_EXERCISE PROMPT_:
Send back exactly the lines from the opening line of the records below through the one with "let selection = use_mut_ref(MediaSelection::<File>::default);".

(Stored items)
..........

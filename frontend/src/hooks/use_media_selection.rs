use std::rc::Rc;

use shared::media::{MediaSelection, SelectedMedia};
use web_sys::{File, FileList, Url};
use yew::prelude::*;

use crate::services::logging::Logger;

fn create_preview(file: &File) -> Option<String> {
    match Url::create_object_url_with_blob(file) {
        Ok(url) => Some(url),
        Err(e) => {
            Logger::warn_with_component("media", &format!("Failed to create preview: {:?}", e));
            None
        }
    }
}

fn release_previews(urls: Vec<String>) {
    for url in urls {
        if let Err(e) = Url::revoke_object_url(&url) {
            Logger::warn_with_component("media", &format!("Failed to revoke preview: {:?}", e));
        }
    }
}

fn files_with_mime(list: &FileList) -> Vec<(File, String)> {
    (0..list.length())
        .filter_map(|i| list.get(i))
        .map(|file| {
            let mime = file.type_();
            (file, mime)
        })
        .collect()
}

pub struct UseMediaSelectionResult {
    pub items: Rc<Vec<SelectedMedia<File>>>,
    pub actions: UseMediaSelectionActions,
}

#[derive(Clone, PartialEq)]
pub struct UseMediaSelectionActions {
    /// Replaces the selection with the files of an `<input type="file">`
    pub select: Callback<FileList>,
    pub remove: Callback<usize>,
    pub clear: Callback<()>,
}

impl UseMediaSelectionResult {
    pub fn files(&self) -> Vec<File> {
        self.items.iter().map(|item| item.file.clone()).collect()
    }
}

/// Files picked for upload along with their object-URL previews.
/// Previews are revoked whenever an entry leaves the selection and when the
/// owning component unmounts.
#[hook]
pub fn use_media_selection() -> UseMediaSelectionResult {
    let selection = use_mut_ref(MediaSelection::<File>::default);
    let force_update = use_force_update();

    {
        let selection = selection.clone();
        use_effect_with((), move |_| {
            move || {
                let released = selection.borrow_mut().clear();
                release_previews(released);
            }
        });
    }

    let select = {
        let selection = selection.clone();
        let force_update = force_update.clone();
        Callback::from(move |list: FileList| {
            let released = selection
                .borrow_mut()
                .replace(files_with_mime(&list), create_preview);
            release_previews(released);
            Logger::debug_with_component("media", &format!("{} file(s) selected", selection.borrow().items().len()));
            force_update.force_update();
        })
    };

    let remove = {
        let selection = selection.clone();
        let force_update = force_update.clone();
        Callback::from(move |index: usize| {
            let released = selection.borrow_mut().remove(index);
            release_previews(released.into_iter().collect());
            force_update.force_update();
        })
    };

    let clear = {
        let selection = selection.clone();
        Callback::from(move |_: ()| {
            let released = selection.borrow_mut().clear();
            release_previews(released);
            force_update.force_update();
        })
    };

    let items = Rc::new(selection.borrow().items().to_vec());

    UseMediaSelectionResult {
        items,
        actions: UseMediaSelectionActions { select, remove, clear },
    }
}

..........

_RESULT OF THE TASK_:
filename frontend/src/hooks/use_media_selection.rs
use std::rc::Rc;

use shared::media::{MediaSelection, SelectedMedia};
use web_sys::{File, FileList, Url};
use yew::prelude::*;

use crate::services::logging::Logger;

fn create_preview(file: &File) -> Option<String> {
    match Url::create_object_url_with_blob(file) {
        Ok(url) => Some(url),
        Err(e) => {
            Logger::warn_with_component("media", &format!("Failed to create preview: {:?}", e));
            None
        }
    }
}

fn release_previews(urls: Vec<String>) {
    for url in urls {
        if let Err(e) = Url::revoke_object_url(&url) {
            Logger::warn_with_component("media", &format!("Failed to revoke preview: {:?}", e));
        }
    }
}

fn files_with_mime(list: &FileList) -> Vec<(File, String)> {
    (0..list.length())
        .filter_map(|i| list.get(i))
        .map(|file| {
            let mime = file.type_();
            (file, mime)
        })
        .collect()
}

pub struct UseMediaSelectionResult {
    pub items: Rc<Vec<SelectedMedia<File>>>,
    pub actions: UseMediaSelectionActions,
}

#[derive(Clone, PartialEq)]
pub struct UseMediaSelectionActions {
    /// Replaces the selection with the files of an `<input type="file">`
    pub select: Callback<FileList>,
    pub remove: Callback<usize>,
    pub clear: Callback<()>,
}

impl UseMediaSelectionResult {
    pub fn files(&self) -> Vec<File> {
        self.items.iter().map(|item| item.file.clone()).collect()
    }
}

/// Files picked for upload along with their object-URL previews.
/// Previews are revoked whenever an entry leaves the selection and when the
/// owning component unmounts.
#[hook]
pub fn use_media_selection() -> UseMediaSelectionResult {
    let selection = use_mut_ref(MediaSelection::<File>::default);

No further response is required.